Taken together, these papers mark a progression from mask-conditioned geometric control, to mask-preserving augmentation, to annotation-free structure-preserving translation, and finally to explicit multi-slice graph reasoning with anatomy-conditioned texture control. A plausible implication is that AnatoMaskGAN is best understood both as a specific 2025 medical synthesis model and as part of a broader family of mask-guided, anatomy-aware generative systems.

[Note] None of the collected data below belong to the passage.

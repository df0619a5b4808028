//! Human-readable table output formatting.

use is_terminal::IsTerminal;
use owo_colors::OwoColorize;
use sqlhint_core::{
    CatalogEntry, CompletionItemKind, CompletionItemsResult, Dialect, DialectCatalog,
};
use std::fmt::Write;
use tabled::settings::Style;
use tabled::{Table, Tabled};

#[derive(Tabled)]
struct SuggestionRow<'a> {
    #[tabled(rename = "Label")]
    label: &'a str,
    #[tabled(rename = "Kind")]
    kind: &'static str,
    #[tabled(rename = "Detail")]
    detail: &'a str,
    #[tabled(rename = "Insert")]
    insert_text: &'a str,
}

#[derive(Tabled)]
struct EntryRow<'a> {
    #[tabled(rename = "Key")]
    key: &'a str,
    #[tabled(rename = "Detail")]
    detail: &'a str,
    #[tabled(rename = "Insert")]
    insert_text: &'a str,
}

/// Format the completion result as a human-readable table with optional colors.
pub fn format_table(result: &CompletionItemsResult, quiet: bool, use_colors: bool) -> String {
    let colored = use_colors && std::io::stdout().is_terminal();
    let mut out = String::new();

    if !quiet {
        write_header(&mut out, "SQLHint Completions", colored);
        write_summary(&mut out, result, colored);
    }

    if result.suggestions.is_empty() {
        writeln!(out, "No suggestions").unwrap();
        return out;
    }

    let rows = result.suggestions.iter().map(|item| SuggestionRow {
        label: &item.label,
        kind: kind_label(item.kind),
        detail: &item.detail,
        insert_text: &item.insert_text,
    });
    let mut table = Table::new(rows);
    table.with(Style::sharp());
    writeln!(out, "{table}").unwrap();

    out
}

/// Format a dialect catalog as one table per vocabulary category.
pub fn format_catalog_table(
    dialect: Dialect,
    catalog: &DialectCatalog,
    use_colors: bool,
) -> String {
    let colored = use_colors && std::io::stdout().is_terminal();
    let mut out = String::new();

    write_header(&mut out, &format!("SQLHint Catalog ({dialect})"), colored);

    write_entries(&mut out, "Keywords", catalog.keywords, colored);

    let operators: Vec<CatalogEntry> = catalog
        .operators
        .iter()
        .copied()
        .map(|op| CatalogEntry::new(op, op))
        .collect();
    write_entries(&mut out, "Operators", &operators, colored);

    write_entries(&mut out, "Functions", catalog.functions, colored);
    write_entries(&mut out, "Data types", catalog.data_types, colored);
    write_entries(&mut out, "Snippets", catalog.snippets, colored);

    out
}

fn write_header(out: &mut String, title: &str, colored: bool) {
    let line = "═".repeat(50);

    if colored {
        writeln!(out, "{}", title.bold()).unwrap();
        writeln!(out, "{}", line.dimmed()).unwrap();
    } else {
        writeln!(out, "{title}").unwrap();
        writeln!(out, "{line}").unwrap();
    }
}

fn write_summary(out: &mut String, result: &CompletionItemsResult, colored: bool) {
    let stats = format!(
        "Dialect: {} | Rule: {} | {} suggestions",
        result.dialect,
        result.rule.as_deref().unwrap_or("none"),
        result.suggestions.len()
    );

    if colored {
        writeln!(out, "{}", stats.cyan()).unwrap();
    } else {
        writeln!(out, "{stats}").unwrap();
    }

    writeln!(out).unwrap();
}

fn write_entries(out: &mut String, title: &str, entries: &[CatalogEntry], colored: bool) {
    let heading = format!("{title} ({}):", entries.len());
    writeln!(out).unwrap();
    if colored {
        writeln!(out, "{}", heading.bold()).unwrap();
    } else {
        writeln!(out, "{heading}").unwrap();
    }

    let rows = entries.iter().map(|entry| EntryRow {
        key: entry.key,
        detail: entry.detail,
        insert_text: entry.insert_text(),
    });
    let mut table = Table::new(rows);
    table.with(Style::sharp());
    writeln!(out, "{table}").unwrap();
}

fn kind_label(kind: CompletionItemKind) -> &'static str {
    match kind {
        CompletionItemKind::Table => "table",
        CompletionItemKind::Column => "column",
        CompletionItemKind::Keyword => "keyword",
        CompletionItemKind::Operator => "operator",
        CompletionItemKind::Function => "function",
        CompletionItemKind::DataType => "data type",
        CompletionItemKind::Snippet => "snippet",
    }
}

7. Limitations and future directions
The AnatoMaskGAN paper identifies three limitations: cross-modal stability remains non-trivial for modalities such as PET and ultrasound, GNN-SIF introduces computational overhead, and performance may still be limited when data are extremely scarce (Wu et al., 15 Aug 2025). The proposed future directions are more efficient slice-relationship encoders, including lightweight graph or transformer variants, cross-modal alignment and contrast generation, and few-shot or self-supervised pre-training for rare-disease and privacy-restricted settings (Wu et al., 15 Aug 2025).
Within the broader mask-guided literature, a recurring issue is dependence on the quality and granularity of the structural prior. Portrait systems depend on accurate parsing masks and relatively coarse semantic components (Gu et al., 2019); lesion synthesis depends on clinically meaningful mask generation rather than arbitrary shapes (Abhishek et al., 2019); MR-CT translation with coarse masks depends on stable extraction of foreground structure under domain shift (Phan et al., 2023). This suggests that gains from anatomy-aware mask guidance are tightly coupled to the informativeness of the conditioning signal itself.
For medical semantic synthesis specifically, the main conceptual contribution of AnatoMaskGAN is the claim that semantic masks should not be treated as isolated 2D conditioning maps when the target anatomy is volumetric. In that view, inter-slice adjacency, spatially coherent stochasticity, and class-wise grayscale-texture statistics are not auxiliary refinements but integral components of anatomically consistent generation (Wu et al., 15 Aug 2025).